• **Task to carry out**: Retype exactly the lines that run from the line with "are absorbed by" to the final line of the entries, keeping both ends and nothing else.

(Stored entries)
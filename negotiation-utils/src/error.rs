use thiserror::Error;

use crate::party::PartyId;
use crate::state::{NegotiationId, NegotiationStatus};

/// Errors raised by the negotiation engine.
///
/// `Configuration`, `OutOfOrderCommit` and `InvalidTransition` indicate caller
/// bugs and are returned directly. `StructuralOffer` and `Generation` are
/// runtime conditions of the offer-generation collaborator and are absorbed by
/// the turn manager's retry budget before they can escalate.
#[derive(Error, Clone, Debug, PartialEq)]
pub enum EngineError {
    #[error("invalid negotiation configuration: {0}")]
    Configuration(String),

    #[error("malformed offer from [{party}]: {reason}")]
    StructuralOffer { party: PartyId, reason: String },

    #[error("offer generation failed for [{party}]: {reason}")]
    Generation { party: PartyId, reason: String },

    #[error("out of order commit on negotiation [{id}]: expected {expected}, got {got}")]
    OutOfOrderCommit {
        id: NegotiationId,
        expected: String,
        got: String,
    },

    #[error("negotiation [{id}] is already terminated ({status})")]
    InvalidTransition {
        id: NegotiationId,
        status: NegotiationStatus,
    },
}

• **Solution**:
/// runtime conditions of the offer-generation collaborator and are absorbed by
/// the turn manager's retry budget before they can escalate.
#[derive(Error, Clone, Debug, PartialEq)]
pub enum EngineError {
    #[error("invalid negotiation configuration: {0}")]
    Configuration(String),

    #[error("malformed offer from [{party}]: {reason}")]
    StructuralOffer { party: PartyId, reason: String },

    #[error("offer generation failed for [{party}]: {reason}")]
    Generation { party: PartyId, reason: String },

    #[error("out of order commit on negotiation [{id}]: expected {expected}, got {got}")]
    OutOfOrderCommit {
        id: NegotiationId,
        expected: String,
        got: String,
    },

    #[error("negotiation [{id}] is already terminated ({status})")]
    InvalidTransition {
        id: NegotiationId,
        status: NegotiationStatus,
    },
}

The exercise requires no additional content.